• **ASSIGNED TASK**: Copy out all the lines in the records that include the word "AsRef".

• **SOURCE MATERIAL**:
■ ■ ■ ■ ■ ■ ■
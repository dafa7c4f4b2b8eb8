use std::path::{Path, PathBuf};
use tracing::{debug, info};

use crate::core::io::parm7::AmberTopology;
use crate::core::io::rst7::AmberCoordinates;
use crate::core::selection::AtomSelection;
use crate::core::topology::vocabulary::{CHARMM_WATER_RESIDUE, is_polymer_residue};
use crate::engine::error::EngineError;

/// The restraint masks handed to the stages, already combined with any
/// user-supplied fragment.
#[derive(Debug, Clone, PartialEq, Eq)]
pub struct RestraintMasks {
    pub heavy: String,
    pub backbone: String,
}

/// What the pipeline needs to know about a prepared system.
///
/// Built once from a topology/coordinate pair and never modified.
#[derive(Debug, Clone, PartialEq, Eq)]
pub struct SystemDescriptor {
    topology: PathBuf,
    coordinates: PathBuf,
    atom_count: usize,
    protein_residue_count: usize,
    protein_atom_count: usize,
    heavy_atom_count: usize,
    backbone_atom_count: usize,
    heavy_mask: String,
    backbone_mask: String,
    charmm_water: bool,
}

impl SystemDescriptor {
    /// Parses `topology` and checks `coordinates` against it.
    ///
    /// # Errors
    ///
    /// Returns [`EngineError::StructureParse`] if either file is malformed,
    /// if their atom counts differ, or if the topology does not start with at
    /// least one protein or nucleic-acid residue.
    pub fn build(
        topology: impl AsRef<Path>,
        coordinates: impl AsRef<Path>,
    ) -> Result<Self, EngineError> {
        let topology_path = topology.as_ref();
        let coordinates_path = coordinates.as_ref();

        let parsed = AmberTopology::read_from_path(topology_path)
            .map_err(|e| EngineError::structure(topology_path, e))?;

        check_coordinates(coordinates_path, parsed.atom_count())?;

        let protein_residues: Vec<_> = parsed
            .residues()
            .take_while(|residue| is_polymer_residue(residue.name))
            .collect();
        if protein_residues.is_empty() {
            return Err(EngineError::structure(
                topology_path,
                "topology contains no protein residues",
            ));
        }
        let protein_residue_count = protein_residues.len();
        let protein_atom_count = protein_residues.iter().map(|r| r.atoms.len()).sum();

        let charmm_water = parsed
            .residues()
            .any(|residue| residue.name == CHARMM_WATER_RESIDUE);

        let heavy = AtomSelection::heavy(protein_residue_count);
        let backbone = AtomSelection::backbone(protein_residue_count);
        let heavy_atom_count = heavy.count(&parsed);
        let backbone_atom_count = backbone.count(&parsed);

        info!(
            residues = protein_residue_count,
            atoms = protein_atom_count,
            heavy = heavy_atom_count,
            backbone = backbone_atom_count,
            "Identified solute"
        );

        Ok(Self {
            topology: topology_path.to_path_buf(),
            coordinates: coordinates_path.to_path_buf(),
            atom_count: parsed.atom_count(),
            protein_residue_count,
            protein_atom_count,
            heavy_atom_count,
            backbone_atom_count,
            heavy_mask: heavy.to_mask(),
            backbone_mask: backbone.to_mask(),
            charmm_water,
        })
    }

    pub fn topology(&self) -> &Path {
        &self.topology
    }

    pub fn coordinates(&self) -> &Path {
        &self.coordinates
    }

    pub fn atom_count(&self) -> usize {
        self.atom_count
    }

    pub fn protein_residue_count(&self) -> usize {
        self.protein_residue_count
    }

    pub fn protein_atom_count(&self) -> usize {
        self.protein_atom_count
    }

    /// Atoms matched by [`heavy_mask`](Self::heavy_mask).
    pub fn heavy_atom_count(&self) -> usize {
        self.heavy_atom_count
    }

    /// Atoms matched by [`backbone_mask`](Self::backbone_mask).
    pub fn backbone_atom_count(&self) -> usize {
        self.backbone_atom_count
    }

    pub fn heavy_mask(&self) -> &str {
        &self.heavy_mask
    }

    pub fn backbone_mask(&self) -> &str {
        &self.backbone_mask
    }

    pub fn has_charmm_water(&self) -> bool {
        self.charmm_water
    }

    pub fn heavy_selection(&self) -> AtomSelection {
        AtomSelection::heavy(self.protein_residue_count)
    }

    pub fn backbone_selection(&self) -> AtomSelection {
        AtomSelection::backbone(self.protein_residue_count)
    }

    /// The masks to restrain with, each OR-ed with `extra` when given.
    pub fn masks_with(&self, extra: Option<&str>) -> RestraintMasks {
        RestraintMasks {
            heavy: self.heavy_selection().with_extra(extra).to_mask(),
            backbone: self.backbone_selection().with_extra(extra).to_mask(),
        }
    }
}

fn check_coordinates(path: &Path, expected_atoms: usize) -> Result<(), EngineError> {
    let is_binary = AmberCoordinates::is_netcdf(path).map_err(|e| EngineError::structure(path, e))?;
    if is_binary {
        debug!(path = %path.display(), "Skipping atom-count check for NetCDF restart");
        return Ok(());
    }
    let coordinates =
        AmberCoordinates::read_from_path(path).map_err(|e| EngineError::structure(path, e))?;
    if coordinates.atom_count() != expected_atoms {
        return Err(EngineError::structure(
            path,
            format!(
                "coordinates hold {} atoms but the topology defines {}",
                coordinates.atom_count(),
                expected_atoms
            ),
        ));
    }
    Ok(())
}

#[cfg(test)]
mod tests {
    use super::*;
    use crate::core::io::parm7::fixtures::render_parm7;
    use crate::core::io::rst7::render_rst7;
    use std::fs;
    use tempfile::{TempDir, tempdir};

    const ALA: (&str, &[&str]) = ("ALA", &["N", "H", "CA", "HA", "CB", "HB1", "C", "O"]);
    const GLY: (&str, &[&str]) = ("GLY", &["N", "H", "CA", "HA2", "HA3", "C", "O"]);
    const LIG: (&str, &[&str]) = ("MOL", &["C1", "O1", "H1"]);
    const WAT: (&str, &[&str]) = ("WAT", &["O", "H1", "H2"]);

    fn write_system(residues: &[(&str, &[&str])]) -> (TempDir, PathBuf, PathBuf) {
        let dir = tempdir().unwrap();
        let parm7 = dir.path().join("x.parm7");
        let rst7 = dir.path().join("x.rst7");
        let natom = residues.iter().map(|(_, atoms)| atoms.len()).sum();
        fs::write(&parm7, render_parm7(residues)).unwrap();
        fs::write(&rst7, render_rst7(natom, true)).unwrap();
        (dir, parm7, rst7)
    }

    #[test]
    fn derives_masks_and_counts_from_leading_protein_residues() {
        let (_dir, parm7, rst7) = write_system(&[ALA, GLY, ALA, LIG, WAT, WAT]);
        let descriptor = SystemDescriptor::build(&parm7, &rst7).unwrap();

        assert_eq!(descriptor.protein_residue_count(), 3);
        assert_eq!(descriptor.protein_atom_count(), 23);
        assert_eq!(descriptor.atom_count(), 32);
        assert_eq!(descriptor.heavy_mask(), ":1-3&!@H=");
        assert_eq!(descriptor.backbone_mask(), ":1-3@CA,C,N,O");
        // ALA: N CA CB C O, GLY: N CA C O
        assert_eq!(descriptor.heavy_atom_count(), 14);
        assert_eq!(descriptor.backbone_atom_count(), 12);
        assert!(!descriptor.has_charmm_water());
    }

    #[test]
    fn selections_reproduce_the_counts_on_the_parsed_topology() {
        let (_dir, parm7, rst7) = write_system(&[ALA, GLY, LIG]);
        let descriptor = SystemDescriptor::build(&parm7, &rst7).unwrap();
        let topology = AmberTopology::read_from_path(&parm7).unwrap();

        let heavy = descriptor.heavy_selection();
        assert_eq!(heavy.to_mask(), descriptor.heavy_mask());
        assert_eq!(heavy.count(&topology), 9);
        assert_eq!(descriptor.backbone_selection().count(&topology), 8);
    }

    #[test]
    fn building_twice_gives_identical_masks() {
        let (_dir, parm7, rst7) = write_system(&[ALA, GLY, WAT]);
        let first = SystemDescriptor::build(&parm7, &rst7).unwrap();
        let second = SystemDescriptor::build(&parm7, &rst7).unwrap();
        assert_eq!(first, second);
        assert_eq!(first.heavy_mask().as_bytes(), second.heavy_mask().as_bytes());
    }

    #[test]
    fn extra_fragment_is_or_ed_into_both_masks() {
        let (_dir, parm7, rst7) = write_system(&[ALA, LIG]);
        let descriptor = SystemDescriptor::build(&parm7, &rst7).unwrap();
        let masks = descriptor.masks_with(Some(":MOL&!@H="));
        assert_eq!(masks.heavy, ":1-1&!@H=|:MOL&!@H=");
        assert_eq!(masks.backbone, ":1-1@CA,C,N,O|:MOL&!@H=");
        assert_eq!(descriptor.masks_with(None).heavy, descriptor.heavy_mask());
    }

    #[test]
    fn charmm_water_is_detected() {
        let (_dir, parm7, rst7) = write_system(&[ALA, ("TIP3", &["OH2", "H1", "H2"])]);
        assert!(SystemDescriptor::build(&parm7, &rst7).unwrap().has_charmm_water());
    }

    #[test]
    fn topology_without_protein_is_rejected() {
        let (_dir, parm7, rst7) = write_system(&[LIG, WAT]);
        let err = SystemDescriptor::build(&parm7, &rst7).unwrap_err();
        assert!(matches!(err, EngineError::StructureParse { .. }));
    }

    #[test]
    fn coordinate_atom_count_must_match() {
        let (dir, parm7, _) = write_system(&[ALA]);
        let short = dir.path().join("short.rst7");
        fs::write(&short, render_rst7(3, false)).unwrap();
        let err = SystemDescriptor::build(&parm7, &short).unwrap_err();
        match err {
            EngineError::StructureParse { path, message } => {
                assert_eq!(path, short);
                assert!(message.contains("3 atoms"));
            }
            other => panic!("unexpected error: {other:?}"),
        }
    }

    #[test]
    fn absurd_coordinate_header_is_a_structure_parse_error() {
        let (dir, parm7, _) = write_system(&[ALA]);
        let huge = dir.path().join("huge.rst7");
        fs::write(&huge, "huge\n4000000000000000000\n   1.0000000   2.0000000   3.0000000\n")
            .unwrap();
        assert!(matches!(
            SystemDescriptor::build(&parm7, &huge),
            Err(EngineError::StructureParse { .. })
        ));
    }

    #[test]
    fn netcdf_coordinates_skip_the_count_check() {
        let (dir, parm7, _) = write_system(&[ALA]);
        let binary = dir.path().join("step9.rst7");
        fs::write(&binary, b"CDF\x01binary").unwrap();
        assert!(SystemDescriptor::build(&parm7, &binary).is_ok());
    }

    #[test]
    fn malformed_topology_is_a_structure_parse_error() {
        let (dir, _, rst7) = write_system(&[ALA]);
        let bad = dir.path().join("bad.parm7");
        fs::write(&bad, "%FLAG TITLE\n%FORMAT(20a4)\nnothing\n").unwrap();
        assert!(matches!(
            SystemDescriptor::build(&bad, &rst7),
            Err(EngineError::StructureParse { .. })
        ));
    }
}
■ ■ ■ ■ ■ ■ ■
• **WRITTEN SOLUTION**:
        topology: impl AsRef<Path>,
        coordinates: impl AsRef<Path>,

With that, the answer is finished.